■ **Your task**
Spot each line in the data below containing "self" and copy it.

========================================================================

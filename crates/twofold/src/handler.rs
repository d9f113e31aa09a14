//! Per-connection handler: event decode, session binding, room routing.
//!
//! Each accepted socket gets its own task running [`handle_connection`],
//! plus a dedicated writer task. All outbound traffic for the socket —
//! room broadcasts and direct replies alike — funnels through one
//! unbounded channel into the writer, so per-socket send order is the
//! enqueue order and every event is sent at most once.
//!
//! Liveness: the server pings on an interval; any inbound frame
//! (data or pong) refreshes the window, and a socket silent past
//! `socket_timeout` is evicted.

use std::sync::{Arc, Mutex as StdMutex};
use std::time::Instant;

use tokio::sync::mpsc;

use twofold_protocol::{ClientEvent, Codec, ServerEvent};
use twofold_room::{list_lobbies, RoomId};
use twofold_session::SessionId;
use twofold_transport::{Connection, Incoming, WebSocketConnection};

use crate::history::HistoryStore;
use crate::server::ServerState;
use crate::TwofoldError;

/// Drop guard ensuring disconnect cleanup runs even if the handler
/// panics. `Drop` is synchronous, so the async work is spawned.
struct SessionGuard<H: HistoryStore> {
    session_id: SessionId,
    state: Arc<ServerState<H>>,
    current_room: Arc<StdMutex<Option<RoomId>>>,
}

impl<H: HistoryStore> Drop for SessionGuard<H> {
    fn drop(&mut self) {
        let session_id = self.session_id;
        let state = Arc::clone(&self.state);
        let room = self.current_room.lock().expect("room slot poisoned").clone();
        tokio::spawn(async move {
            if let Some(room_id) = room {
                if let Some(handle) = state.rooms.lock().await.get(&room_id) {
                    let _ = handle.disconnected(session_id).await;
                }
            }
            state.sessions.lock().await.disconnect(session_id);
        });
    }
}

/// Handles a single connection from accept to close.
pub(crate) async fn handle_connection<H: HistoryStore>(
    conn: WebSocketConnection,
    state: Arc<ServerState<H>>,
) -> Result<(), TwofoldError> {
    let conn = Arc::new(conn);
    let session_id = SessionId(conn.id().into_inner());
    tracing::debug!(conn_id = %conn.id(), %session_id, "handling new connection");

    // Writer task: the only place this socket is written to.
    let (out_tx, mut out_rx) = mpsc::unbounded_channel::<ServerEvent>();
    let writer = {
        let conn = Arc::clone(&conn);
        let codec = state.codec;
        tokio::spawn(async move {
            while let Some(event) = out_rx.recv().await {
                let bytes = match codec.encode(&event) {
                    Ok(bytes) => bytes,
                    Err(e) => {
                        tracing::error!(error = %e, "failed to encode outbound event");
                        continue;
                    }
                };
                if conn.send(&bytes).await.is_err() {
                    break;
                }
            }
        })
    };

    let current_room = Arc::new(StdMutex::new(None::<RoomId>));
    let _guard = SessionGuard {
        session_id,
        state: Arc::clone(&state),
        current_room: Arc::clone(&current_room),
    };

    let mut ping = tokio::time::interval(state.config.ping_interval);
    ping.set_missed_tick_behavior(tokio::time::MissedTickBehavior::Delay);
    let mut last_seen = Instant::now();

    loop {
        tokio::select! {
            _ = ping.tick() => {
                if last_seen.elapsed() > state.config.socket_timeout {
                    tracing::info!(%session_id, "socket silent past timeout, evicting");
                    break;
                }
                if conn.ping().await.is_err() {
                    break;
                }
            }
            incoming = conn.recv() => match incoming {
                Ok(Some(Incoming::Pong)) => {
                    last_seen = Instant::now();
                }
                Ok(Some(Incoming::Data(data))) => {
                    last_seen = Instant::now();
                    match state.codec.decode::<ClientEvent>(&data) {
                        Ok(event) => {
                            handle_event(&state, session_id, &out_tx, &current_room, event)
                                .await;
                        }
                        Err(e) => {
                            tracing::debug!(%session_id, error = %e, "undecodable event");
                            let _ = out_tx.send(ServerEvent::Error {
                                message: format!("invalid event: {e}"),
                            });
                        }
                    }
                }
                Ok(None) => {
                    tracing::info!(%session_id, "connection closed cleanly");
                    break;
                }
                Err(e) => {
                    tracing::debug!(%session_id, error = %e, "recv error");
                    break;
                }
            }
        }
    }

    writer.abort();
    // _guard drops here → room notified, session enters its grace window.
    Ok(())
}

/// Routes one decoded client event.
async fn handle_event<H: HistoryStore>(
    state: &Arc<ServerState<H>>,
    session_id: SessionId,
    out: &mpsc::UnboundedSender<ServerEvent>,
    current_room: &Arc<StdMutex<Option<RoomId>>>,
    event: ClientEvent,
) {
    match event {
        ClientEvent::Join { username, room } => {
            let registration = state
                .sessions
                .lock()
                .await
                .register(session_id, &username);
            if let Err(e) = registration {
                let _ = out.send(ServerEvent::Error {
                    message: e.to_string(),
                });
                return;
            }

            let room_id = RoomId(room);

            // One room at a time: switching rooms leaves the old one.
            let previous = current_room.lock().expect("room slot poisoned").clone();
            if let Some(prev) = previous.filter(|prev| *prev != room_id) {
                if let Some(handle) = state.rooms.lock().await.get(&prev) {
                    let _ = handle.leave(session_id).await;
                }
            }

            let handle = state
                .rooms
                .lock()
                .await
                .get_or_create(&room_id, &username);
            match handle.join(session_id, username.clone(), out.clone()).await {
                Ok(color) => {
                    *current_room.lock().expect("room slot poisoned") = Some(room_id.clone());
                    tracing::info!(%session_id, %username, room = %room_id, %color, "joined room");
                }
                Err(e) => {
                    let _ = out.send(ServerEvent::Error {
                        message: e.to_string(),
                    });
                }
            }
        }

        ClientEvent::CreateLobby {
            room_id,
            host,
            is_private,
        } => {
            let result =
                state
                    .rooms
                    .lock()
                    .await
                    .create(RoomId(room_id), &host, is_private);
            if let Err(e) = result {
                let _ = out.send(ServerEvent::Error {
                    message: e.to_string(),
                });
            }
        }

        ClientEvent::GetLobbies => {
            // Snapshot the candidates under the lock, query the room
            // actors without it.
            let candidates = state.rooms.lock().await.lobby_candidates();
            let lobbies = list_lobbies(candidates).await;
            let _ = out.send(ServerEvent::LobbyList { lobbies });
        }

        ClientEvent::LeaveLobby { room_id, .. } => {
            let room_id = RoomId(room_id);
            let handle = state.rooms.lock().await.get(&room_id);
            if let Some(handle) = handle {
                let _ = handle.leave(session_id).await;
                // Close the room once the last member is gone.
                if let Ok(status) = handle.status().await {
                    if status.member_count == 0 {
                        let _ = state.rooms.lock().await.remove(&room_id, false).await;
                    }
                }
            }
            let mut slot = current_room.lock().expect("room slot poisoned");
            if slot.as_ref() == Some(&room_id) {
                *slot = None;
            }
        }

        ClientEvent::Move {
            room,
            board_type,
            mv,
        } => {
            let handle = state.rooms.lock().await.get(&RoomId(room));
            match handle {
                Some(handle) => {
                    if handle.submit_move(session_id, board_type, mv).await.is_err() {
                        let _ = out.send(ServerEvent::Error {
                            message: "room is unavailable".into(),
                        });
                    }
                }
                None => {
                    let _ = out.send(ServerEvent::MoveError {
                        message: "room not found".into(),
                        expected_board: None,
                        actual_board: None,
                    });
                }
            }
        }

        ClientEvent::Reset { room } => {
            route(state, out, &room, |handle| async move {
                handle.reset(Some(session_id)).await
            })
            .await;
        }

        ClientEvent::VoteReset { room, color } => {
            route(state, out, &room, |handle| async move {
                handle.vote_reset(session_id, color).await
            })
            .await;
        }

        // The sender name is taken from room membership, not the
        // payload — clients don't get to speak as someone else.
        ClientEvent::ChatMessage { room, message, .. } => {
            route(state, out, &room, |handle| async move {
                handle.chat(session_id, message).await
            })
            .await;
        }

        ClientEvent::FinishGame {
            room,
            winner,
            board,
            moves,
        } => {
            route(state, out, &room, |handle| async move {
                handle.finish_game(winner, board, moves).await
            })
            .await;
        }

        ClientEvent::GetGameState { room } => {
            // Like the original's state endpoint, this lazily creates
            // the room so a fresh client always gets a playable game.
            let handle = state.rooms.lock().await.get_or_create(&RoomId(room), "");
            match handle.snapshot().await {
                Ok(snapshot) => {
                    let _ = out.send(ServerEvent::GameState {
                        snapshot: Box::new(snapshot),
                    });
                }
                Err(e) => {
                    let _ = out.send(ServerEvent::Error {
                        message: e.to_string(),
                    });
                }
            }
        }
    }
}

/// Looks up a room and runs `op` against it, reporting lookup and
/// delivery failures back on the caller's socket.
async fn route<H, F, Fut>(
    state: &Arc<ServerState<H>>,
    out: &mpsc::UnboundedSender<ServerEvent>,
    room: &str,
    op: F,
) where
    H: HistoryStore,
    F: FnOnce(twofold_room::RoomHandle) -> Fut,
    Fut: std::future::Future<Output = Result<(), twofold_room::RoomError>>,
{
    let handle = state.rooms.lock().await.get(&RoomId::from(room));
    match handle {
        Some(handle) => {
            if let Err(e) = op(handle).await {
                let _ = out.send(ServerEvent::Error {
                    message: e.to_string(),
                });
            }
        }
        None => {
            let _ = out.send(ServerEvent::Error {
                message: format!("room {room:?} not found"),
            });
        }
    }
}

========================================================================

■ **Output of the task**
    fn drop(&mut self) {
        let session_id = self.session_id;
        let state = Arc::clone(&self.state);
        let room = self.current_room.lock().expect("room slot poisoned").clone();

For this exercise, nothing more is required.